And then we've seen them identify other activities that they think pose higher privacy risks. So the sale of data, processing personal data for targeted advertising, profiling consumers for important decisions, like whether to provide someone with access to credit, housing, insurance, employment, education, et cetera, and say, "For those activities as well, we think there should be a consent requirement." And then once you've done that, you can then ask the next question. And that is, "What standard do we think ought to be met in order to say consent has been obtained?" Is it opt-in? Is it opt-out? Or is there an option in the middle of those? Say opt-out with a requirement that there be some kind of easy button or a what some people call an opt-out preference signal. In other words, a place where consumers, perhaps in your web browser, perhaps in your operating system, on your computer, a place where consumers can press a button and at one place and one time exercise their opt-out right with respect to certain activities for all websites at one place and at one time.
Bill Tolson:
Right.
Ryan Harkins:
That's effectively the approach that Senator Thomas has taken with his bill. He would require opt-in consent to process sensitive data. He would require opt-out consent for things like the processing of personal data for targeted advertising, data sales, et cetera. And then would also require compliance with an opt-out preference signal to allow consumers to exercise their opt-out right easily in a way that's effective, in a way that won't force consumers to have to go to hundreds or thousands of different websites to exercise that opt-out right individually with each one of those sites.
Bill Tolson:
Yeah, no, that's very important. The whole idea of opt-out versus opt-in and the various levels of it does confuse people. And just a shout out to Senator Thomas, his podcast is by far the most downloaded of all of them so far so he's very popular. Very good speaker. He has a great voice, by the way. But if listeners have a chance, go back and listen to the podcast with Senator Thomas. It was very, very good.
So Ryan, the other state privacy bill topic that has come up a lot in the podcast with legislators is the concept of the private right of action. So far only the CCPA-CPRA in California includes a private right of action. So can you explain what a private right of action is? And do you think other bills that include, and I say bills, not laws because we'll get into that, but other bills that include a private right of action, is that an issue for the bill or is this a right that eventually is going to be included, do you believe, in more and more of the privacy laws?
Ryan Harkins:
Well, all a private right of action means is that a consumer would have the ability to file a lawsuit in court. And unfortunately, this issue more than any other has helped derail efforts to pass privacy laws across the country. Four of the five laws that have passed in the states, Connecticut, Colorado, Utah, and Virginia, do not provide private rights of action. They vest enforcement authority solely in the hands of the attorney general. California does have a private right of action, although it's a fairly narrow one. They provide a private right of action for data breaches that result from negligent security practices.
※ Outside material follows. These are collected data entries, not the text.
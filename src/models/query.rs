use serde::{Deserialize, Serialize};
use std::fmt;

use super::connection::ConnectionParams;
use crate::api::middleware::AppError;

/// How `text` in a request is to be interpreted
#[derive(Debug, Clone, Copy, Serialize, Deserialize, PartialEq, Eq)]
#[serde(rename_all = "snake_case")]
pub enum QueryMode {
    NaturalLanguage,
    DirectSql,
}

impl QueryMode {
    pub fn as_str(&self) -> &'static str {
        match self {
            QueryMode::NaturalLanguage => "natural_language",
            QueryMode::DirectSql => "direct_sql",
        }
    }
}

/// LLM providers that can translate questions into SQL
#[derive(Debug, Clone, Copy, Serialize, Deserialize, PartialEq, Eq)]
#[serde(rename_all = "lowercase")]
pub enum AiProvider {
    OpenAi,
    Gemini,
}

impl AiProvider {
    pub fn from_str(s: &str) -> Result<Self, AppError> {
        match s.trim().to_lowercase().as_str() {
            "openai" => Ok(AiProvider::OpenAi),
            "gemini" | "google" => Ok(AiProvider::Gemini),
            _ => Err(AppError::InvalidRequest(format!("Unsupported AI provider: {}", s))),
        }
    }

    pub fn as_str(&self) -> &'static str {
        match self {
            AiProvider::OpenAi => "openai",
            AiProvider::Gemini => "gemini",
        }
    }
}

/// Provider choice plus the caller's API key for one request
#[derive(Clone)]
pub struct ProviderCredentials {
    pub provider: AiProvider,
    pub api_key: String,
}

impl fmt::Debug for ProviderCredentials {
    fn fmt(&self, f: &mut fmt::Formatter<'_>) -> fmt::Result {
        f.debug_struct("ProviderCredentials")
            .field("provider", &self.provider)
            .field("api_key", &"***")
            .finish()
    }
}

/// Query request body as sent by the UI
#[derive(Debug, Deserialize)]
pub struct QueryRequest {
    #[serde(default)]
    pub mode: Option<QueryMode>,
    #[serde(alias = "query")]
    pub text: String,
    #[serde(default, alias = "aiProvider")]
    pub ai_provider: Option<String>,
    #[serde(default, alias = "apiKey")]
    pub api_key: Option<String>,
    #[serde(flatten)]
    pub connection: ConnectionParams,
    #[serde(default, alias = "schema")]
    pub schema_hint: Option<String>,
    #[serde(default)]
    pub row_limit: Option<usize>,
}

impl QueryRequest {
    /// Provider credentials, required only in natural-language mode
    pub fn provider_credentials(&self) -> Result<ProviderCredentials, AppError> {
        let provider = self
            .ai_provider
            .as_deref()
            .filter(|p| !p.trim().is_empty())
            .ok_or_else(|| AppError::InvalidRequest("AI provider is required for natural language queries".to_string()))?;
        let provider = AiProvider::from_str(provider)?;

        let api_key = self
            .api_key
            .as_deref()
            .map(str::trim)
            .filter(|k| !k.is_empty())
            .ok_or_else(|| AppError::InvalidRequest("API key is required for natural language queries".to_string()))?;

        Ok(ProviderCredentials {
            provider,
            api_key: api_key.to_string(),
        })
    }
}

/// Normalized result set returned by every engine adapter
#[derive(Debug, Clone, PartialEq, Serialize, Deserialize)]
pub struct QueryResult {
    pub columns: Vec<String>,
    pub rows: Vec<Vec<serde_json::Value>>,
    pub row_count: usize,
    pub truncated: bool,
}

impl QueryResult {
    pub fn empty(columns: Vec<String>) -> Self {
        Self {
            columns,
            rows: Vec::new(),
            row_count: 0,
            truncated: false,
        }
    }
}

/// Bounded row accumulation shared by the engine adapters.
///
/// Callers push rows until `push` returns false; one row beyond the limit is
/// enough to know the result was truncated.
#[derive(Debug)]
pub struct RowCollector {
    limit: usize,
    rows: Vec<Vec<serde_json::Value>>,
    truncated: bool,
}

impl RowCollector {
    pub fn new(limit: usize) -> Self {
        Self {
            limit,
            rows: Vec::with_capacity(limit.min(1024)),
            truncated: false,
        }
    }

    /// Returns whether the caller should keep fetching
    pub fn push(&mut self, row: Vec<serde_json::Value>) -> bool {
        if self.rows.len() >= self.limit {
            self.truncated = true;
            return false;
        }
        self.rows.push(row);
        true
    }

    pub fn finish(self, columns: Vec<String>) -> QueryResult {
        QueryResult {
            columns,
            row_count: self.rows.len(),
            rows: self.rows,
            truncated: self.truncated,
        }
    }
}

/// Successful response body
#[derive(Debug, Clone, Serialize, Deserialize)]
pub struct QueryResponse {
    pub columns: Vec<String>,
    pub rows: Vec<Vec<serde_json::Value>>,
    pub row_count: usize,
    pub truncated: bool,
    pub sql_used: String,
    pub execution_time_ms: u64,
    #[serde(skip_serializing_if = "Option::is_none")]
    pub summary: Option<String>,
}

impl QueryResponse {
    pub fn new(result: QueryResult, sql_used: String, execution_time_ms: u64) -> Self {
        Self {
            columns: result.columns,
            rows: result.rows,
            row_count: result.row_count,
            truncated: result.truncated,
            sql_used,
            execution_time_ms,
            summary: None,
        }
    }
}

#[derive(Debug, Deserialize)]
pub struct SchemaRequest {
    #[serde(flatten)]
    pub connection: ConnectionParams,
}

#[derive(Debug, Serialize, Deserialize)]
pub struct SchemaResponse {
    pub schema: String,
    pub truncated: bool,
}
And we've seen this issue in our home state of Washington, for example, where Senator Reuven Carlyle, who was the author of the framework in the Washington Privacy Act, a bill that I mentioned, unfortunately, has not been able to get over the finish line, but a framework that has ultimately found its way more or less into four of the other laws that have passed, the laws in Colorado, Connecticut, Virginia, and Utah. But this issue, whether to include a private right of action or not or the failure to get agreement on it, helped prevent a privacy law from passing in Washington state.
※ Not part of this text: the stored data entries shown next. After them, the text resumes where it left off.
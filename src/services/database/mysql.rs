// MySQL adapter: one short-lived connection per call, read-only session,
// binary protocol so values keep their types
use crate::api::middleware::AppError;
use crate::models::{ConnectionSpec, DatabaseEngine, QueryResult, RowCollector};
use crate::services::database::adapter::{DatabaseAdapter, ExecutionLimits};
use crate::validation::ValidatedStatement;
use mysql_async::consts::ColumnType;
use mysql_async::{prelude::*, Column, Conn, DriverError, OptsBuilder, Row, Value as MySqlValue};
use serde_json::{json, Value};
use std::fmt::Write as _;
use std::time::Duration;

/// Upper bound on the polite disconnect after a query
const CLOSE_TIMEOUT: Duration = Duration::from_secs(2);

pub struct MySQLAdapter {
    spec: ConnectionSpec,
    connect_timeout: Duration,
}

impl MySQLAdapter {
    pub fn new(spec: ConnectionSpec, connect_timeout: Duration) -> Self {
        Self { spec, connect_timeout }
    }

    async fn open(&self) -> Result<Conn, AppError> {
        let opts = OptsBuilder::default()
            .ip_or_hostname(self.spec.host.clone())
            .tcp_port(self.spec.port)
            .user(Some(self.spec.username.clone()))
            .pass(Some(self.spec.password.clone()))
            .db_name(Some(self.spec.database.clone()))
            .prefer_socket(false);

        let conn = tokio::time::timeout(self.connect_timeout, Conn::new(opts))
            .await
            .map_err(|_| {
                AppError::Connection(format!(
                    "Timed out after {} seconds connecting to MySQL at {}",
                    self.connect_timeout.as_secs(),
                    self.spec.display_target()
                ))
            })?
            .map_err(|e| {
                let error = match &e {
                    mysql_async::Error::Server(server) => {
                        classify_server_error(server.code, &server.message)
                    }
                    _ => AppError::Connection(format!(
                        "Failed to connect to MySQL at {}: {}",
                        self.spec.display_target(),
                        e
                    )),
                };
                error.scrubbed(&self.spec.secrets())
            })?;

        tracing::debug!("Opened MySQL connection to {}", self.spec.display_target());
        Ok(conn)
    }

    async fn close(conn: Conn) {
        match tokio::time::timeout(CLOSE_TIMEOUT, conn.disconnect()).await {
            Ok(Ok(())) => {}
            Ok(Err(e)) => tracing::debug!("MySQL disconnect failed: {}", e),
            Err(_) => tracing::debug!("MySQL disconnect timed out, dropping connection"),
        }
    }

    async fn run_read_only(
        conn: &mut Conn,
        sql: &str,
        limits: ExecutionLimits,
    ) -> Result<QueryResult, mysql_async::Error> {
        conn.query_drop("SET SESSION TRANSACTION READ ONLY").await?;
        Self::set_execution_time(conn, limits.timeout).await;

        // Prepared statements take exactly one statement
        let mut result = conn.exec_iter(sql, ()).await?;
        let columns: Vec<String> = result
            .columns_ref()
            .iter()
            .map(|c| c.name_str().into_owned())
            .collect();

        let mut collector = RowCollector::new(limits.row_limit);
        while let Some(row) = result.next().await? {
            if !collector.push(Self::row_to_values(row)) {
                break;
            }
        }

        Ok(collector.finish(columns))
    }

    /// Server-side cap on SELECT time. MySQL takes milliseconds, MariaDB seconds.
    async fn set_execution_time(conn: &mut Conn, timeout: Duration) {
        let mysql = format!("SET SESSION MAX_EXECUTION_TIME = {}", timeout.as_millis());
        if let Err(e) = conn.query_drop(mysql).await {
            tracing::debug!("MAX_EXECUTION_TIME not supported, trying max_statement_time: {}", e);
            let mariadb = format!("SET SESSION max_statement_time = {}", timeout.as_secs_f64());
            if let Err(e) = conn.query_drop(mariadb).await {
                tracing::warn!("Could not set a server-side statement timeout: {}", e);
            }
        }
    }

    fn row_to_values(mut row: Row) -> Vec<Value> {
        let columns = row.columns();
        (0..row.len())
            .map(|idx| {
                let value = row.take::<MySqlValue, usize>(idx).unwrap_or(MySqlValue::NULL);
                Self::mysql_value_to_json(value, &columns[idx])
            })
            .collect()
    }

    fn mysql_value_to_json(mysql_val: MySqlValue, column: &Column) -> Value {
        match mysql_val {
            MySqlValue::NULL => Value::Null,
            MySqlValue::Bytes(bytes) => bytes_to_json(bytes, column.column_type(), column.character_set()),
            MySqlValue::Int(i) => json!(i),
            MySqlValue::UInt(u) => json!(u),
            MySqlValue::Float(f) => float_to_json(f64::from(f)),
            MySqlValue::Double(d) => float_to_json(d),
            MySqlValue::Date(y, m, d, h, min, s, micros) => {
                if column.column_type() == ColumnType::MYSQL_TYPE_DATE {
                    json!(format!("{:04}-{:02}-{:02}", y, m, d))
                } else if micros > 0 {
                    json!(format!(
                        "{:04}-{:02}-{:02}T{:02}:{:02}:{:02}.{:06}",
                        y, m, d, h, min, s, micros
                    ))
                } else {
                    json!(format!("{:04}-{:02}-{:02}T{:02}:{:02}:{:02}", y, m, d, h, min, s))
                }
            }
            MySqlValue::Time(is_neg, d, h, m, s, micros) => json!(format_time(is_neg, d, h, m, s, micros)),
        }
    }

    fn query_error(&self, e: mysql_async::Error) -> AppError {
        let error = match &e {
            mysql_async::Error::Server(server) => classify_server_error(server.code, &server.message),
            mysql_async::Error::Driver(driver) => classify_driver_error(driver),
            mysql_async::Error::Io(_) => AppError::Connection(format!("MySQL connection failed: {}", e)),
            _ => AppError::Execution(format!("Query execution failed: {}", e)),
        };
        error.scrubbed(&self.spec.secrets())
    }
}

#[async_trait::async_trait]
impl DatabaseAdapter for MySQLAdapter {
    async fn execute_query(
        &self,
        statement: &ValidatedStatement,
        limits: ExecutionLimits,
    ) -> Result<QueryResult, AppError> {
        let mut conn = self.open().await?;

        let outcome = tokio::time::timeout(
            limits.timeout,
            Self::run_read_only(&mut conn, statement.as_str(), limits),
        )
        .await;

        let result = match outcome {
            Ok(result) => result.map_err(|e| self.query_error(e)),
            Err(_) => Err(AppError::Timeout(format!(
                "Query did not complete within {} seconds and was abandoned",
                limits.timeout.as_secs()
            ))),
        };

        Self::close(conn).await;
        result
    }

    fn engine(&self) -> DatabaseEngine {
        DatabaseEngine::MySql
    }
}

/// Map a MySQL server error code onto the error taxonomy
fn classify_server_error(code: u16, message: &str) -> AppError {
    match code {
        // ER_QUERY_TIMEOUT (MySQL), ER_STATEMENT_TIMEOUT (MariaDB)
        3024 | 1969 => AppError::Timeout(format!(
            "Query was interrupted by the server after exceeding the execution time limit: {}",
            message
        )),
        // ER_CANT_EXECUTE_IN_READ_ONLY_TRANSACTION
        1792 => AppError::Execution(format!(
            "The database refused to modify data in a read-only session: {}",
            message
        )),
        // access denied, unknown database, too many connections
        1044 | 1045 | 1049 | 1040 | 1129 => {
            AppError::Connection(format!("Code: {}, Message: {}", code, message))
        }
        _ => AppError::Execution(format!("Code: {}, Message: {}", code, message)),
    }
}

/// Driver errors about the link itself are connection errors; the rest
/// (placeholder count mismatch and the like) are about the statement.
fn classify_driver_error(error: &DriverError) -> AppError {
    match error {
        DriverError::ConnectionClosed { .. }
        | DriverError::PoolDisconnected { .. }
        | DriverError::UnknownAuthPlugin { .. } => {
            AppError::Connection(format!("MySQL connection failed: {}", error))
        }
        _ => AppError::Execution(format!("Query execution failed: {}", error)),
    }
}

/// Collation id of the `binary` character set
const BINARY_CHARSET: u16 = 63;

fn is_binary_column(column_type: ColumnType, character_set: u16) -> bool {
    matches!(
        column_type,
        ColumnType::MYSQL_TYPE_TINY_BLOB
            | ColumnType::MYSQL_TYPE_MEDIUM_BLOB
            | ColumnType::MYSQL_TYPE_LONG_BLOB
            | ColumnType::MYSQL_TYPE_BLOB
            | ColumnType::MYSQL_TYPE_VAR_STRING
            | ColumnType::MYSQL_TYPE_STRING
            | ColumnType::MYSQL_TYPE_VARCHAR
            | ColumnType::MYSQL_TYPE_GEOMETRY
            | ColumnType::MYSQL_TYPE_BIT
    ) && (character_set == BINARY_CHARSET
        || matches!(column_type, ColumnType::MYSQL_TYPE_GEOMETRY | ColumnType::MYSQL_TYPE_BIT))
}

fn bytes_to_json(bytes: Vec<u8>, column_type: ColumnType, character_set: u16) -> Value {
    if column_type == ColumnType::MYSQL_TYPE_JSON {
        if let Ok(parsed) = serde_json::from_slice::<Value>(&bytes) {
            return parsed;
        }
    }
    if is_binary_column(column_type, character_set) {
        return json!(hex_bytes(&bytes));
    }
    // DECIMAL arrives as text and stays a string
    match String::from_utf8(bytes) {
        Ok(s) => json!(s),
        Err(e) => json!(hex_bytes(e.as_bytes())),
    }
}

fn format_time(is_neg: bool, days: u32, hours: u8, minutes: u8, seconds: u8, micros: u32) -> String {
    let sign = if is_neg { "-" } else { "" };
    let total_hours = days * 24 + u32::from(hours);
    if micros > 0 {
        format!("{}{:02}:{:02}:{:02}.{:06}", sign, total_hours, minutes, seconds, micros)
    } else {
        format!("{}{:02}:{:02}:{:02}", sign, total_hours, minutes, seconds)
    }
}

fn float_to_json(value: f64) -> Value {
    serde_json::Number::from_f64(value)
        .map(Value::Number)
        .unwrap_or_else(|| json!(value.to_string()))
}

fn hex_bytes(bytes: &[u8]) -> String {
    let mut out = String::with_capacity(2 + bytes.len() * 2);
    out.push_str("\\x");
    for b in bytes {
        let _ = write!(out, "{:02x}", b);
    }
    out
}

#[cfg(test)]
mod tests {
    use super::*;

    #[test]
    fn test_classify_server_error() {
        assert_eq!(classify_server_error(3024, "Query execution was interrupted").kind(), "timeout_error");
        assert_eq!(classify_server_error(1969, "Query execution was interrupted").kind(), "timeout_error");
        assert_eq!(classify_server_error(1045, "Access denied for user").kind(), "connection_error");
        assert_eq!(classify_server_error(1049, "Unknown database 'nope'").kind(), "connection_error");
        assert_eq!(classify_server_error(1054, "Unknown column 'nme'").kind(), "execution_error");
        assert_eq!(classify_server_error(1792, "Cannot execute statement in a READ ONLY transaction").kind(), "execution_error");
    }

    #[test]
    fn test_value_helpers() {
        assert_eq!(float_to_json(2.25), json!(2.25));
        assert_eq!(float_to_json(f64::INFINITY), json!("inf"));
        assert_eq!(hex_bytes(&[0xff, 0x00]), "\\xff00");
    }

    #[test]
    fn test_binary_columns_are_always_hex() {
        // valid UTF-8 in a VARBINARY/BLOB column still renders as hex
        assert_eq!(
            bytes_to_json(b"abc".to_vec(), ColumnType::MYSQL_TYPE_VAR_STRING, BINARY_CHARSET),
            json!("\\x616263")
        );
        assert_eq!(
            bytes_to_json(vec![0xde, 0xad], ColumnType::MYSQL_TYPE_BLOB, BINARY_CHARSET),
            json!("\\xdead")
        );
        // text columns and DECIMAL stay strings
        assert_eq!(bytes_to_json(b"abc".to_vec(), ColumnType::MYSQL_TYPE_VAR_STRING, 255), json!("abc"));
        assert_eq!(bytes_to_json(b"abc".to_vec(), ColumnType::MYSQL_TYPE_BLOB, 255), json!("abc"));
        assert_eq!(
            bytes_to_json(b"12.50".to_vec(), ColumnType::MYSQL_TYPE_NEWDECIMAL, BINARY_CHARSET),
            json!("12.50")
        );
        assert_eq!(
            bytes_to_json(br#"{"a":1}"#.to_vec(), ColumnType::MYSQL_TYPE_JSON, BINARY_CHARSET),
            json!({ "a": 1 })
        );
    }

    #[test]
    fn test_format_time_keeps_micros() {
        assert_eq!(format_time(false, 0, 10, 5, 7, 0), "10:05:07");
        assert_eq!(format_time(false, 0, 10, 5, 7, 250), "10:05:07.000250");
        assert_eq!(format_time(true, 1, 2, 0, 0, 0), "-26:00:00");
    }

    #[test]
    fn test_classify_driver_error() {
        let mismatch = DriverError::StmtParamsMismatch { required: 1, supplied: 0 };
        assert_eq!(classify_driver_error(&mismatch).kind(), "execution_error");
        assert_eq!(classify_driver_error(&DriverError::ConnectionClosed).kind(), "connection_error");
    }

    #[tokio::test]
    async fn test_unreachable_host_is_connection_error() {
        let adapter = MySQLAdapter::new(
            ConnectionSpec {
                engine: DatabaseEngine::MySql,
                host: "127.0.0.1".to_string(),
                port: 1,
                database: "app".to_string(),
                username: "reader".to_string(),
                password: "hunter2".to_string(),
            },
            Duration::from_secs(2),
        );
        let statement = crate::validation::SqlValidator::approve("SELECT 1").unwrap();
        let limits = ExecutionLimits {
            row_limit: 10,
            timeout: Duration::from_secs(2),
        };

        let err = adapter.execute_query(&statement, limits).await.unwrap_err();
        assert_eq!(err.kind(), "connection_error");
        assert!(!err.message().contains("hunter2"));
    }
}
And it's really too bad. I think that when the concept of private right of action comes up, oftentimes there are some stakeholders that view it as all or nothing, as black and white. You either have it or you don't. And in reality, there are a lot of different iterations of things that you could provide consumers to empower them. For example, to ensure that their rights are carried through without perhaps subjecting businesses to broad class action liability for technical violations of what would be a brand new and incredibly complex regulatory regime where there aren't any actual harms at issue.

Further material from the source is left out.